▶ Work instruction: Provide the records once more, identical to the original.

[Exercise data Boundary: Start]

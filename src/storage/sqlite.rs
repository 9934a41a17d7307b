//! SQLite store implementation
//!
//! All three store traits are implemented on one embedded database.
//!
//! ## Features
//!
//! - **Embedded**: no separate database server required
//! - **WAL mode**: readers keep working while connection tasks insert
//! - **Connection pooling**: shared across all ingestion tasks
//! - **Migrations**: automatic schema versioning with sqlx
//!
//! ## Limitations
//!
//! - **Concurrency**: limited concurrent writes, fine for the small agent
//!   counts this system targets
//! - **Distributed**: single-machine only

use std::path::Path;

use async_trait::async_trait;
use chrono::{DateTime, Utc};
use sqlx::sqlite::{
    SqliteConnectOptions, SqliteJournalMode, SqlitePoolOptions, SqliteRow, SqliteSynchronous,
};
use sqlx::{Pool, Row, Sqlite};
use tracing::{debug, info, instrument};

use crate::StatusReport;

use super::backend::{Host, HostStore, ProbeRecord, ProbeStore, Recipient, RecipientDirectory};
use super::error::{StoreError, StoreResult};
use super::utc_today_window;

/// SQLite-backed host store, probe store, and recipient directory.
pub struct SqliteStore {
    pool: Pool<Sqlite>,
}

impl SqliteStore {
    /// Open (or create) the database and run migrations.
    ///
    /// ## Example
    ///
    /// ```no_run
    /// # use pulsewatch::storage::sqlite::SqliteStore;
    /// # async fn example() -> anyhow::Result<()> {
    /// let store = SqliteStore::open("./pulsewatch.db").await?;
    /// # Ok(())
    /// # }
    /// ```
    #[instrument(skip_all)]
    pub async fn open(db_path: impl AsRef<Path>) -> StoreResult<Self> {
        let db_path_str = db_path.as_ref().to_string_lossy().to_string();

        info!("opening SQLite store at: {}", db_path_str);

        let options = SqliteConnectOptions::new()
            .filename(&db_path_str)
            .create_if_missing(true)
            .journal_mode(SqliteJournalMode::Wal)
            .synchronous(SqliteSynchronous::Normal)
            .busy_timeout(std::time::Duration::from_secs(30));

        let pool = SqlitePoolOptions::new()
            .max_connections(5)
            .connect_with(options)
            .await
            .map_err(|e| StoreError::ConnectionFailed(e.to_string()))?;

        debug!("running database migrations");
        sqlx::migrate!("./migrations")
            .run(&pool)
            .await
            .map_err(|e| StoreError::MigrationFailed(e.to_string()))?;

        info!("database ready");

        Ok(Self { pool })
    }

    /// Insert or replace a monitored host.
    pub async fn add_host(&self, host: &Host) -> StoreResult<()> {
        sqlx::query(
            r#"
            INSERT INTO hosts (id, name, address, interval_minutes, protocol)
            VALUES (?, ?, ?, ?, ?)
            ON CONFLICT (id) DO UPDATE SET
                name = excluded.name,
                address = excluded.address,
                interval_minutes = excluded.interval_minutes,
                protocol = excluded.protocol
            "#,
        )
        .bind(host.id)
        .bind(&host.name)
        .bind(&host.address)
        .bind(host.interval_minutes)
        .bind(host.protocol)
        .execute(&self.pool)
        .await
        .map_err(|e| StoreError::QueryFailed(e.to_string()))?;

        Ok(())
    }

    /// Add a notification recipient.
    pub async fn add_recipient(&self, recipient: &Recipient) -> StoreResult<()> {
        sqlx::query("INSERT INTO recipients (email, handle) VALUES (?, ?)")
            .bind(recipient.email.as_deref())
            .bind(recipient.handle.as_deref())
            .execute(&self.pool)
            .await
            .map_err(|e| StoreError::QueryFailed(e.to_string()))?;

        Ok(())
    }

    pub async fn close(&self) {
        info!("closing SQLite store");
        self.pool.close().await;
    }

    fn timestamp_to_millis(dt: &DateTime<Utc>) -> i64 {
        dt.timestamp_millis()
    }
}

fn host_from_row(row: &SqliteRow) -> Host {
    Host {
        id: row.get("id"),
        name: row.get("name"),
        address: row.get("address"),
        interval_minutes: row.get("interval_minutes"),
        protocol: row.get("protocol"),
    }
}

#[async_trait]
impl HostStore for SqliteStore {
    #[instrument(skip(self))]
    async fn host(&self, id: u32) -> StoreResult<Option<Host>> {
        let row = sqlx::query(
            "SELECT id, name, address, interval_minutes, protocol FROM hosts WHERE id = ?",
        )
        .bind(id)
        .fetch_optional(&self.pool)
        .await
        .map_err(|e| StoreError::QueryFailed(e.to_string()))?;

        Ok(row.map(|row| host_from_row(&row)))
    }

    #[instrument(skip(self))]
    async fn list_hosts(&self) -> StoreResult<Vec<Host>> {
        let rows = sqlx::query(
            "SELECT id, name, address, interval_minutes, protocol FROM hosts ORDER BY id",
        )
        .fetch_all(&self.pool)
        .await
        .map_err(|e| StoreError::QueryFailed(e.to_string()))?;

        Ok(rows.iter().map(host_from_row).collect())
    }
}

#[async_trait]
impl ProbeStore for SqliteStore {
    #[instrument(skip(self, record), fields(host_id = record.host_id))]
    async fn insert(&self, record: &ProbeRecord) -> StoreResult<()> {
        sqlx::query(
            r#"
            INSERT INTO probe_reports (
                host_id, timestamp, response_time_ms, success,
                status_code, protocol, error_message
            )
            VALUES (?, ?, ?, ?, ?, ?, ?)
            "#,
        )
        .bind(record.host_id)
        .bind(Self::timestamp_to_millis(&record.timestamp))
        .bind(record.response_time_ms)
        .bind(record.success)
        .bind(record.status_code)
        .bind(record.protocol.wire_tag())
        .bind(record.error_message.as_deref())
        .execute(&self.pool)
        .await
        .map_err(|e| StoreError::QueryFailed(e.to_string()))?;

        debug!("persisted probe report");
        Ok(())
    }

    #[instrument(skip(self))]
    async fn dashboard_stats(&self) -> StoreResult<StatusReport> {
        let (start, end) = utc_today_window();

        let row = sqlx::query(
            r#"
            WITH today AS (
                SELECT host_id, timestamp, success
                FROM probe_reports
                WHERE timestamp >= ? AND timestamp < ?
            ),
            ranked AS (
                SELECT host_id, success,
                       ROW_NUMBER() OVER (
                           PARTITION BY host_id ORDER BY timestamp DESC
                       ) AS rn
                FROM today
            )
            SELECT
                (SELECT COUNT(DISTINCT host_id) FROM today) AS total_servers,
                (SELECT COUNT(*) FROM ranked WHERE rn = 1 AND success = 1) AS up_servers,
                (SELECT COUNT(*) FROM today WHERE success = 0) AS incidents
            "#,
        )
        .bind(Self::timestamp_to_millis(&start))
        .bind(Self::timestamp_to_millis(&end))
        .fetch_one(&self.pool)
        .await
        .map_err(|e| StoreError::QueryFailed(e.to_string()))?;

        let total: i64 = row.get("total_servers");
        let up: i64 = row.get("up_servers");
        let incidents: i64 = row.get("incidents");

        Ok(StatusReport {
            total_servers: total as u32,
            up_servers: up as u32,
            down_servers: (total - up).max(0) as u32,
            total_incidents_today: incidents as u32,
        })
    }
}

#[async_trait]
impl RecipientDirectory for SqliteStore {
    #[instrument(skip(self))]
    async fn list_recipients(&self) -> StoreResult<Vec<Recipient>> {
        let rows = sqlx::query("SELECT email, handle FROM recipients ORDER BY id")
            .fetch_all(&self.pool)
            .await
            .map_err(|e| StoreError::QueryFailed(e.to_string()))?;

        let recipients = rows
            .into_iter()
            .map(|row| Recipient {
                email: row.get("email"),
                handle: row.get("handle"),
            })
            .filter(|recipient| recipient.email.is_some() || recipient.handle.is_some())
            .collect();

        Ok(recipients)
    }
}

[Exercise data Boundary: End]

▶ Answer box:
filename src/storage/sqlite.rs
repository 9934a41a17d7307b
//! SQLite store implementation
//!
//! All three store traits are implemented on one embedded database.
//!
//! ## Features
//!
//! - **Embedded**: no separate database server required
//! - **WAL mode**: readers keep working while connection tasks insert
//! - **Connection pooling**: shared across all ingestion tasks
//! - **Migrations**: automatic schema versioning with sqlx
//!
//! ## Limitations
//!
//! - **Concurrency**: limited concurrent writes, fine for the small agent
//!   counts this system targets
//! - **Distributed**: single-machine only

use std::path::Path;

use async_trait::async_trait;
use chrono::{DateTime, Utc};
use sqlx::sqlite::{
    SqliteConnectOptions, SqliteJournalMode, SqlitePoolOptions, SqliteRow, SqliteSynchronous,
};
use sqlx::{Pool, Row, Sqlite};
use tracing::{debug, info, instrument};

use crate::StatusReport;

use super::backend::{Host, HostStore, ProbeRecord, ProbeStore, Recipient, RecipientDirectory};
use super::error::{StoreError, StoreResult};
use super::utc_today_window;

/// SQLite-backed host store, probe store, and recipient directory.
pub struct SqliteStore {
    pool: Pool<Sqlite>,
}

impl SqliteStore {
    /// Open (or create) the database and run migrations.
    ///
    /// ## Example
    ///
    /// ```no_run
    /// # use pulsewatch::storage::sqlite::SqliteStore;
    /// # async fn example() -> anyhow::Result<()> {
    /// let store = SqliteStore::open("./pulsewatch.db").await?;
    /// # Ok(())
    /// # }
    /// ```
    #[instrument(skip_all)]
    pub async fn open(db_path: impl AsRef<Path>) -> StoreResult<Self> {
        let db_path_str = db_path.as_ref().to_string_lossy().to_string();

        info!("opening SQLite store at: {}", db_path_str);

        let options = SqliteConnectOptions::new()
            .filename(&db_path_str)
            .create_if_missing(true)
            .journal_mode(SqliteJournalMode::Wal)
            .synchronous(SqliteSynchronous::Normal)
            .busy_timeout(std::time::Duration::from_secs(30));

        let pool = SqlitePoolOptions::new()
            .max_connections(5)
            .connect_with(options)
            .await
            .map_err(|e| StoreError::ConnectionFailed(e.to_string()))?;

        debug!("running database migrations");
        sqlx::migrate!("./migrations")
            .run(&pool)
            .await
            .map_err(|e| StoreError::MigrationFailed(e.to_string()))?;

        info!("database ready");

        Ok(Self { pool })
    }

    /// Insert or replace a monitored host.
    pub async fn add_host(&self, host: &Host) -> StoreResult<()> {
        sqlx::query(
            r#"
            INSERT INTO hosts (id, name, address, interval_minutes, protocol)
            VALUES (?, ?, ?, ?, ?)
            ON CONFLICT (id) DO UPDATE SET
                name = excluded.name,
                address = excluded.address,
                interval_minutes = excluded.interval_minutes,
                protocol = excluded.protocol
            "#,
        )
        .bind(host.id)
        .bind(&host.name)
        .bind(&host.address)
        .bind(host.interval_minutes)
        .bind(host.protocol)
        .execute(&self.pool)
        .await
        .map_err(|e| StoreError::QueryFailed(e.to_string()))?;

        Ok(())
    }

    /// Add a notification recipient.
    pub async fn add_recipient(&self, recipient: &Recipient) -> StoreResult<()> {
        sqlx::query("INSERT INTO recipients (email, handle) VALUES (?, ?)")
            .bind(recipient.email.as_deref())
            .bind(recipient.handle.as_deref())
            .execute(&self.pool)
            .await
            .map_err(|e| StoreError::QueryFailed(e.to_string()))?;

        Ok(())
    }

    pub async fn close(&self) {
        info!("closing SQLite store");
        self.pool.close().await;
    }

    fn timestamp_to_millis(dt: &DateTime<Utc>) -> i64 {
        dt.timestamp_millis()
    }
}

fn host_from_row(row: &SqliteRow) -> Host {
    Host {
        id: row.get("id"),
        name: row.get("name"),
        address: row.get("address"),
        interval_minutes: row.get("interval_minutes"),
        protocol: row.get("protocol"),
    }
}

#[async_trait]
impl HostStore for SqliteStore {
    #[instrument(skip(self))]
    async fn host(&self, id: u32) -> StoreResult<Option<Host>> {
        let row = sqlx::query(
            "SELECT id, name, address, interval_minutes, protocol FROM hosts WHERE id = ?",
        )
        .bind(id)
        .fetch_optional(&self.pool)
        .await
        .map_err(|e| StoreError::QueryFailed(e.to_string()))?;

        Ok(row.map(|row| host_from_row(&row)))
    }

    #[instrument(skip(self))]
    async fn list_hosts(&self) -> StoreResult<Vec<Host>> {
        let rows = sqlx::query(
            "SELECT id, name, address, interval_minutes, protocol FROM hosts ORDER BY id",
        )
        .fetch_all(&self.pool)
        .await
        .map_err(|e| StoreError::QueryFailed(e.to_string()))?;

        Ok(rows.iter().map(host_from_row).collect())
    }
}

#[async_trait]
impl ProbeStore for SqliteStore {
    #[instrument(skip(self, record), fields(host_id = record.host_id))]
    async fn insert(&self, record: &ProbeRecord) -> StoreResult<()> {
        sqlx::query(
            r#"
            INSERT INTO probe_reports (
                host_id, timestamp, response_time_ms, success,
                status_code, protocol, error_message
            )
            VALUES (?, ?, ?, ?, ?, ?, ?)
            "#,
        )
        .bind(record.host_id)
        .bind(Self::timestamp_to_millis(&record.timestamp))
        .bind(record.response_time_ms)
        .bind(record.success)
        .bind(record.status_code)
        .bind(record.protocol.wire_tag())
        .bind(record.error_message.as_deref())
        .execute(&self.pool)
        .await
        .map_err(|e| StoreError::QueryFailed(e.to_string()))?;

        debug!("persisted probe report");
        Ok(())
    }

    #[instrument(skip(self))]
    async fn dashboard_stats(&self) -> StoreResult<StatusReport> {
        let (start, end) = utc_today_window();

        let row = sqlx::query(
            r#"
            WITH today AS (
                SELECT host_id, timestamp, success
                FROM probe_reports
                WHERE timestamp >= ? AND timestamp < ?
            ),
            ranked AS (
                SELECT host_id, success,
                       ROW_NUMBER() OVER (
                           PARTITION BY host_id ORDER BY timestamp DESC
                       ) AS rn
                FROM today
            )
            SELECT
                (SELECT COUNT(DISTINCT host_id) FROM today) AS total_servers,
                (SELECT COUNT(*) FROM ranked WHERE rn = 1 AND success = 1) AS up_servers,
                (SELECT COUNT(*) FROM today WHERE success = 0) AS incidents
            "#,
        )
        .bind(Self::timestamp_to_millis(&start))
        .bind(Self::timestamp_to_millis(&end))
        .fetch_one(&self.pool)
        .await
        .map_err(|e| StoreError::QueryFailed(e.to_string()))?;

        let total: i64 = row.get("total_servers");
        let up: i64 = row.get("up_servers");
        let incidents: i64 = row.get("incidents");

        Ok(StatusReport {
            total_servers: total as u32,
            up_servers: up as u32,
            down_servers: (total - up).max(0) as u32,
            total_incidents_today: incidents as u32,
        })
    }
}

#[async_trait]
impl RecipientDirectory for SqliteStore {
    #[instrument(skip(self))]
    async fn list_recipients(&self) -> StoreResult<Vec<Recipient>> {
        let rows = sqlx::query("SELECT email, handle FROM recipients ORDER BY id")
            .fetch_all(&self.pool)
            .await
            .map_err(|e| StoreError::QueryFailed(e.to_string()))?;

        let recipients = rows
            .into_iter()
            .map(|row| Recipient {
                email: row.get("email"),
                handle: row.get("handle"),
            })
            .filter(|recipient| recipient.email.is_some() || recipient.handle.is_some())
            .collect();

        Ok(recipients)
    }
}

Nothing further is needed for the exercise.